> **Instructions for the task**:
In the records below, some lines contain the word "message". Copy each of them.

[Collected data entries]
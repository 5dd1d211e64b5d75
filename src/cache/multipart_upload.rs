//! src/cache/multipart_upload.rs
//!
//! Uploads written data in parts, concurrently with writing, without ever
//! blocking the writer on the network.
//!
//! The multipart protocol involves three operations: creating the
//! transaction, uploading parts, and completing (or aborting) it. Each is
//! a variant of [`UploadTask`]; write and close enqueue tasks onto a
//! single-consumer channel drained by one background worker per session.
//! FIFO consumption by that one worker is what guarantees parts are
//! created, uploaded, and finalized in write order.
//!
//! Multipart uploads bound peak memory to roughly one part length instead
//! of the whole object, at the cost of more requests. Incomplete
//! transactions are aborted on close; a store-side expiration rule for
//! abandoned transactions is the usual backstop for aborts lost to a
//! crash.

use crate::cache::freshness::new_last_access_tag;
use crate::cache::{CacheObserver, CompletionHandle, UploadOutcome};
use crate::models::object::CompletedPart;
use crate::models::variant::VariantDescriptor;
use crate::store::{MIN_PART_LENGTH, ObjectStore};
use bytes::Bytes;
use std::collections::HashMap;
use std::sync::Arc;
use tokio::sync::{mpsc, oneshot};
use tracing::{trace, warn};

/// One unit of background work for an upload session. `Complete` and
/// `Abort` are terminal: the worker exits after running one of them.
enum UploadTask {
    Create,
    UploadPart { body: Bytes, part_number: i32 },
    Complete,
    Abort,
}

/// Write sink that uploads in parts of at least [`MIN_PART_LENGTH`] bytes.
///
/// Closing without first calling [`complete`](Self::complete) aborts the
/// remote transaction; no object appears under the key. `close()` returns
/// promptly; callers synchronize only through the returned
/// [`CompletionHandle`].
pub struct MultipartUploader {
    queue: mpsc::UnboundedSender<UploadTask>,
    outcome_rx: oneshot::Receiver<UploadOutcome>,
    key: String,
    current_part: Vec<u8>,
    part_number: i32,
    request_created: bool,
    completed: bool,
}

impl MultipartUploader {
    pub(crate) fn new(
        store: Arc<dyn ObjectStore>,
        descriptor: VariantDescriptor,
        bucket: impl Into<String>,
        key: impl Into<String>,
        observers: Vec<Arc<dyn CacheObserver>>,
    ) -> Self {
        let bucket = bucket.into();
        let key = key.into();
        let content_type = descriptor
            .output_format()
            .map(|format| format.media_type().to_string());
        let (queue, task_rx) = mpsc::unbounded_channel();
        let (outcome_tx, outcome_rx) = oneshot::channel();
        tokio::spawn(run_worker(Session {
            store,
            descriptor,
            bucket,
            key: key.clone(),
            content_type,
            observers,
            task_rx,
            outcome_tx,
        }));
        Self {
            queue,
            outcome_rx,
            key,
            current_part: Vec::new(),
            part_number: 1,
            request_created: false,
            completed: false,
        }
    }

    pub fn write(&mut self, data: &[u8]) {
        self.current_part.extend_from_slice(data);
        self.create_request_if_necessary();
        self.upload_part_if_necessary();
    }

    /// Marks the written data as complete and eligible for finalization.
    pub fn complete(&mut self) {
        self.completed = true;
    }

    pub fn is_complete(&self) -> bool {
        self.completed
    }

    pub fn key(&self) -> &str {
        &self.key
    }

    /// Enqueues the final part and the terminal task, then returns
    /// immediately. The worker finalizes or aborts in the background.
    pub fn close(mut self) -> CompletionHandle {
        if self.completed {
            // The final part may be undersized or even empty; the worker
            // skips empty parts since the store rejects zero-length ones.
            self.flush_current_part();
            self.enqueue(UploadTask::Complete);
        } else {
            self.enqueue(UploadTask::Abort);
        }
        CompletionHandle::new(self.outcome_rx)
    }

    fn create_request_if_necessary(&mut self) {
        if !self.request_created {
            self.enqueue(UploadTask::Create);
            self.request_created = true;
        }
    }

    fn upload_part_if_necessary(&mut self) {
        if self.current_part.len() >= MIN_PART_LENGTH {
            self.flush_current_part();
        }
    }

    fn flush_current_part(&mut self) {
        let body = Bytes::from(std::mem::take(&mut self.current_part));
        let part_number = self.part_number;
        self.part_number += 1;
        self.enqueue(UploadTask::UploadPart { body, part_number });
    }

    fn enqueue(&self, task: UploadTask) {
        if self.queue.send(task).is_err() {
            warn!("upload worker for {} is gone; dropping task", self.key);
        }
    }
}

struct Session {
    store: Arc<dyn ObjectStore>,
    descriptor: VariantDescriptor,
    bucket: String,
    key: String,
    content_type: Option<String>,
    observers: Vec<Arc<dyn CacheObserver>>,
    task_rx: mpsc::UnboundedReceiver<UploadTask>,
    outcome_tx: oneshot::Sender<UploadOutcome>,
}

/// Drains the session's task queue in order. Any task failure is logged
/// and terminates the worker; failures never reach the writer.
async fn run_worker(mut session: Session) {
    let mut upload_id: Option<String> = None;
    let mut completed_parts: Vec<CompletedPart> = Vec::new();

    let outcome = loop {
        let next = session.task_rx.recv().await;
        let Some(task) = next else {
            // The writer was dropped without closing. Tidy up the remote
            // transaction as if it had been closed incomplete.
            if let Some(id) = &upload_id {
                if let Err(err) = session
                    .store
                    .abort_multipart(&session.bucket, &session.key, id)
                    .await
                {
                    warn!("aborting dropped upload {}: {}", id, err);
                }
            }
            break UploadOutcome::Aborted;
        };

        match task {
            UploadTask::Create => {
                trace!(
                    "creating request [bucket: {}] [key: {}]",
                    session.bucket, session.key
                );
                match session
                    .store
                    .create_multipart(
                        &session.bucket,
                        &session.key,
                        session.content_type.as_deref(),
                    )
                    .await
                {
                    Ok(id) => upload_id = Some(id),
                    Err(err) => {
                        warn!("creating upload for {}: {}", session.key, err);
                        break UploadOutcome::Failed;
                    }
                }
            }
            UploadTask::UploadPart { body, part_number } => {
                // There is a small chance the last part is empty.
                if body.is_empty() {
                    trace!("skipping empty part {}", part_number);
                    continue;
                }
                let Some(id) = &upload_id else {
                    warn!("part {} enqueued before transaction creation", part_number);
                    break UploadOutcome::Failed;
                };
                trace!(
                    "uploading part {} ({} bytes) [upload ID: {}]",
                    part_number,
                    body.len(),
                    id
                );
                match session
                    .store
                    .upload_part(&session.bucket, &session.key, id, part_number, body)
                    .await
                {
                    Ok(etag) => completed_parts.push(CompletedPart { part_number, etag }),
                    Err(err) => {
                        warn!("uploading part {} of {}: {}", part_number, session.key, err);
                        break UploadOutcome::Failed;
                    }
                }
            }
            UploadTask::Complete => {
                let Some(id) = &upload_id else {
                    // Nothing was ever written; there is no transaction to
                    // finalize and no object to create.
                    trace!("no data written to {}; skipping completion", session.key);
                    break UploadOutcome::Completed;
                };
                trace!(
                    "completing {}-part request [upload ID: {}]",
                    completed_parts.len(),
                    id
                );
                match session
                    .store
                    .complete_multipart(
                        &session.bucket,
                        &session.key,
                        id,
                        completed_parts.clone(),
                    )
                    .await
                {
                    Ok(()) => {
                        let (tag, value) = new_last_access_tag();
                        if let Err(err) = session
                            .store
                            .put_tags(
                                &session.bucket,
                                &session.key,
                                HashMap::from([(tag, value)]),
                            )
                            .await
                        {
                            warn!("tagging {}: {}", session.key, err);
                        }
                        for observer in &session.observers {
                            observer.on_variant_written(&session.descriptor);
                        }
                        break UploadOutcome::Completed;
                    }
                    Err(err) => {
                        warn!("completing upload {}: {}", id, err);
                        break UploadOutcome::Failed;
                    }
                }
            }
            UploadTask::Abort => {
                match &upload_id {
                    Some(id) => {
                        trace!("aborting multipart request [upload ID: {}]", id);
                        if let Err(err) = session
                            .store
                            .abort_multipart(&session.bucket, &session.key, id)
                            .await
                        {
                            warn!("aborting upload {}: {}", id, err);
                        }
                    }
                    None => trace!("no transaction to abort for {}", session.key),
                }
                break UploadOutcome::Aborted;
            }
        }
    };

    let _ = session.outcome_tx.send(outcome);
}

...

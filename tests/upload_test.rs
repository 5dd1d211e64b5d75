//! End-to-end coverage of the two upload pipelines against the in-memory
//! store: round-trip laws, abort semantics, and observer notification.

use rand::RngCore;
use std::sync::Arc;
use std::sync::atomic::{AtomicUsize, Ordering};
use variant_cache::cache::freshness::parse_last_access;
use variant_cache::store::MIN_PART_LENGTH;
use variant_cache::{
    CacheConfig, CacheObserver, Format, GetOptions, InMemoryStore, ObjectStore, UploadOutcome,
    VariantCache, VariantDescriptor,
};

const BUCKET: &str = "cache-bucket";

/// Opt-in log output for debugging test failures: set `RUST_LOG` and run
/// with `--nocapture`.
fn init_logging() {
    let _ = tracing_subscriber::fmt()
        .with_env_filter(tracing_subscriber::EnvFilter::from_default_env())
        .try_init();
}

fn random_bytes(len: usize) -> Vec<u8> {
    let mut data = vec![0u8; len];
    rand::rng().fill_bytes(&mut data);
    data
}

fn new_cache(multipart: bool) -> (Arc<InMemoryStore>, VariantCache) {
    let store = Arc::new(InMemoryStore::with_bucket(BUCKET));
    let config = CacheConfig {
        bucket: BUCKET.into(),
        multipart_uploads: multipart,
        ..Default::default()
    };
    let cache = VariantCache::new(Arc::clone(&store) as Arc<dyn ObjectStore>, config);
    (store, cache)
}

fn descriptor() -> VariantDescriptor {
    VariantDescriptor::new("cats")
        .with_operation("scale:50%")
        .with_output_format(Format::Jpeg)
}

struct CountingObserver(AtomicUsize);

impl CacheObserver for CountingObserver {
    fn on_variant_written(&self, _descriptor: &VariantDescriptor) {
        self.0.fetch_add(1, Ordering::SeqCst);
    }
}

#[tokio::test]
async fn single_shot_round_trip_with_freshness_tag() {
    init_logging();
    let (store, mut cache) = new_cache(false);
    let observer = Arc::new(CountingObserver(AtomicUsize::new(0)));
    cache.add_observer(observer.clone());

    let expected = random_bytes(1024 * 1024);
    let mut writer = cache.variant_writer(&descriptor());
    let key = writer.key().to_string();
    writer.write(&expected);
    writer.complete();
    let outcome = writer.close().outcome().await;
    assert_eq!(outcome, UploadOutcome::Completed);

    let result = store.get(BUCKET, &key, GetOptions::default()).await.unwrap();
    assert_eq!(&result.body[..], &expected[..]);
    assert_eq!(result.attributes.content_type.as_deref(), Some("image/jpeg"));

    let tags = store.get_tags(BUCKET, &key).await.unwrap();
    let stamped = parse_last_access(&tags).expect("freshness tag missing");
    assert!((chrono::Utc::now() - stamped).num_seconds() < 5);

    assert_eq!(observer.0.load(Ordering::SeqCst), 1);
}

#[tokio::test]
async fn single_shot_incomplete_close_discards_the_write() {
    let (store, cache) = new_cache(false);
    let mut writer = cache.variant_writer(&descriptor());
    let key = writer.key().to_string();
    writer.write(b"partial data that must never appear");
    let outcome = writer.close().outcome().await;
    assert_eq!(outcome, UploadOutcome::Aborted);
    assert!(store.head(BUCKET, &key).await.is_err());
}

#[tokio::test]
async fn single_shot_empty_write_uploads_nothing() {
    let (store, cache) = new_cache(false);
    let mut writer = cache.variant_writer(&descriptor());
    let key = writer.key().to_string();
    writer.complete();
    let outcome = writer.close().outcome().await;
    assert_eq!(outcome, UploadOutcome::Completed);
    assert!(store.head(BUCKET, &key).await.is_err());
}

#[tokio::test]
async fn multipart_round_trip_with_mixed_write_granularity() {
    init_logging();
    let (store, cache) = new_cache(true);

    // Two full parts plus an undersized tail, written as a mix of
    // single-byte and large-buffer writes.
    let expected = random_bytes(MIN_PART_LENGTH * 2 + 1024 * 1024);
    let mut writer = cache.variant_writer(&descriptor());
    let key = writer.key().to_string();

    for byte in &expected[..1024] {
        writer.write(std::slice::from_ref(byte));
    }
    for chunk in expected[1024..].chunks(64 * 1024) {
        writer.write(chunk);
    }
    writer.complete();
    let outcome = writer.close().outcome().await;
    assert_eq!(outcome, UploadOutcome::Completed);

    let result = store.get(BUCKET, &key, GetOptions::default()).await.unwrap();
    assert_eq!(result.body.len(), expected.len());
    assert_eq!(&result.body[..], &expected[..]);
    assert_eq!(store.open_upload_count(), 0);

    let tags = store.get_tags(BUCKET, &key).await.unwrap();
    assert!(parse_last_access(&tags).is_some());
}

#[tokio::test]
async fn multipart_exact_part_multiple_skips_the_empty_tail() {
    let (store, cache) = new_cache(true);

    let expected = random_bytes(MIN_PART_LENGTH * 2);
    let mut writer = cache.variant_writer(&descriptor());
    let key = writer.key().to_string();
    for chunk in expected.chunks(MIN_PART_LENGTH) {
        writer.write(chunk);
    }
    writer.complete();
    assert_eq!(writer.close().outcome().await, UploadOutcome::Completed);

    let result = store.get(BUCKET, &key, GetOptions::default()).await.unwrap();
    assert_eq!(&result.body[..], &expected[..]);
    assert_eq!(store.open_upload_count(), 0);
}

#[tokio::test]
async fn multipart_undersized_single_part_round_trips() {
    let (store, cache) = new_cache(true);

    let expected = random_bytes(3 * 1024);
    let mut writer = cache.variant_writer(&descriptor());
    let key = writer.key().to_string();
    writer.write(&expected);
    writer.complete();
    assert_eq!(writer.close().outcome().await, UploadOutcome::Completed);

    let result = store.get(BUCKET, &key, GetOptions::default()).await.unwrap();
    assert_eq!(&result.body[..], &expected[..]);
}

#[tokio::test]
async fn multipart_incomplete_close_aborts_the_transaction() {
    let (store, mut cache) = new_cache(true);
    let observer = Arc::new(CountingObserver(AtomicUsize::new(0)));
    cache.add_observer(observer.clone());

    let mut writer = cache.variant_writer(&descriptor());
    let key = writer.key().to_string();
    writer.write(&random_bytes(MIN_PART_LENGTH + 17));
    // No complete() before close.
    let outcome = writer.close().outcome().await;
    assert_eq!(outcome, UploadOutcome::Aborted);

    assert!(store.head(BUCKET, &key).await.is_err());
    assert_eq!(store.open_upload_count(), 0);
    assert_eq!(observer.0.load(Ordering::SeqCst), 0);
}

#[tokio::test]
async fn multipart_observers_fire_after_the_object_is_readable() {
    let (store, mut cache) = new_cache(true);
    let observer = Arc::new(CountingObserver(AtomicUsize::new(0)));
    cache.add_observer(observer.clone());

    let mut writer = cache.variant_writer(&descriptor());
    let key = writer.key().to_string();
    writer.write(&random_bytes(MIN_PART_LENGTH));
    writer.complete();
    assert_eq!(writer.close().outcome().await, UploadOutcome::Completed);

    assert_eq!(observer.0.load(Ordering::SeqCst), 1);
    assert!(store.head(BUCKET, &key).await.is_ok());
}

==

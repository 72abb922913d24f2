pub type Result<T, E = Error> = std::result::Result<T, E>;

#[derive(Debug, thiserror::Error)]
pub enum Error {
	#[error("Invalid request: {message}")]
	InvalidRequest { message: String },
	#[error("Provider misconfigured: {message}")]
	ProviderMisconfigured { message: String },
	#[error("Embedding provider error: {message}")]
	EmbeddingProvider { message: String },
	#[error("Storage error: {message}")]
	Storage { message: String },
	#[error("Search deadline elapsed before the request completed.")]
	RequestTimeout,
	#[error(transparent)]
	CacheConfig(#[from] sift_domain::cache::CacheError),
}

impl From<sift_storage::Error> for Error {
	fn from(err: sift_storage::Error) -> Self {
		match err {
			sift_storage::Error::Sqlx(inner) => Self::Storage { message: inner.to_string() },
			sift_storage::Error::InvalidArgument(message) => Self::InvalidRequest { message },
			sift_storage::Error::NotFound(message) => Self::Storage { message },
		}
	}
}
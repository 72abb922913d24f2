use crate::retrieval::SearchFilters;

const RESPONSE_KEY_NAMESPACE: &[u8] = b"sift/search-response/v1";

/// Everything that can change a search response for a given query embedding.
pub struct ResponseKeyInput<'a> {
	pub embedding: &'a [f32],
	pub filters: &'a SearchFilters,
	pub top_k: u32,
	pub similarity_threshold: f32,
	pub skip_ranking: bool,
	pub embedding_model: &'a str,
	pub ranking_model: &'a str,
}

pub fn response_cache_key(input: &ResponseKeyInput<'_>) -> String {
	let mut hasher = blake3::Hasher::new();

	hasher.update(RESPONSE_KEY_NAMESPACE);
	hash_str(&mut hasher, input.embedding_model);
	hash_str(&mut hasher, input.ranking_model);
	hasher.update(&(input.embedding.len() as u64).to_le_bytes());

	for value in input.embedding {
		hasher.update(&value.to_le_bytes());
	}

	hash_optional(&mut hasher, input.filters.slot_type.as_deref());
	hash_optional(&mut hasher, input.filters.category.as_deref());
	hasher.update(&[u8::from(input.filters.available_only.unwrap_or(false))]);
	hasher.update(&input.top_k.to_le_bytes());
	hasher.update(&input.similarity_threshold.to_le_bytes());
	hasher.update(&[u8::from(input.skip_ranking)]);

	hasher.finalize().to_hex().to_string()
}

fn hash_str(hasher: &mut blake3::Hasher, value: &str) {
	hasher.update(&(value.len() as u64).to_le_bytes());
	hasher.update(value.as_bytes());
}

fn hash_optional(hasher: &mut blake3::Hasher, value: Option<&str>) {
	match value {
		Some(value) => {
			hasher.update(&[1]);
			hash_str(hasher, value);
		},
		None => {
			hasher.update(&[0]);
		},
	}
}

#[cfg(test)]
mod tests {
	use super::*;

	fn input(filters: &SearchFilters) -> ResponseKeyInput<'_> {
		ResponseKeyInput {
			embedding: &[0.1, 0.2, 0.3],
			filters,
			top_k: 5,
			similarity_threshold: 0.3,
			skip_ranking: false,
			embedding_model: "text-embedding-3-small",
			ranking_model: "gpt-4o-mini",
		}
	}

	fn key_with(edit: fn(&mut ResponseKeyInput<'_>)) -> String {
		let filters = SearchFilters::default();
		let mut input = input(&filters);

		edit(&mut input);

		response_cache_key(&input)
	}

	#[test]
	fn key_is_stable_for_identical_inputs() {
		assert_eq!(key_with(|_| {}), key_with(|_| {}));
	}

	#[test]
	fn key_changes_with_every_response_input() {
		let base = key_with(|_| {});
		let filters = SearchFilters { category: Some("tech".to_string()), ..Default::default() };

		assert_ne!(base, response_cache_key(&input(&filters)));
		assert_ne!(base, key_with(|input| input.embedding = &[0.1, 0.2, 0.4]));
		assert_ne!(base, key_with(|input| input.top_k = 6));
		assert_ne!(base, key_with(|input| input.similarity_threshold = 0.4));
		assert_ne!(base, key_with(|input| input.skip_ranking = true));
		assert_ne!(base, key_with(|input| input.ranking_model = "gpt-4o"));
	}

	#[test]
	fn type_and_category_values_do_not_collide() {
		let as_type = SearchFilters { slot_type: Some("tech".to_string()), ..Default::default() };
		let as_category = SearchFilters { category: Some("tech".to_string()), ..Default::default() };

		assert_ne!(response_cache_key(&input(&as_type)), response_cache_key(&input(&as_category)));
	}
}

> **Problem solution**:
	#[error("Invalid request: {message}")]
	InvalidRequest { message: String },
	#[error("Provider misconfigured: {message}")]
	ProviderMisconfigured { message: String },
	#[error("Embedding provider error: {message}")]
	EmbeddingProvider { message: String },
	#[error("Storage error: {message}")]
	Storage { message: String },
			sift_storage::Error::Sqlx(inner) => Self::Storage { message: inner.to_string() },
			sift_storage::Error::InvalidArgument(message) => Self::InvalidRequest { message },
			sift_storage::Error::NotFound(message) => Self::Storage { message },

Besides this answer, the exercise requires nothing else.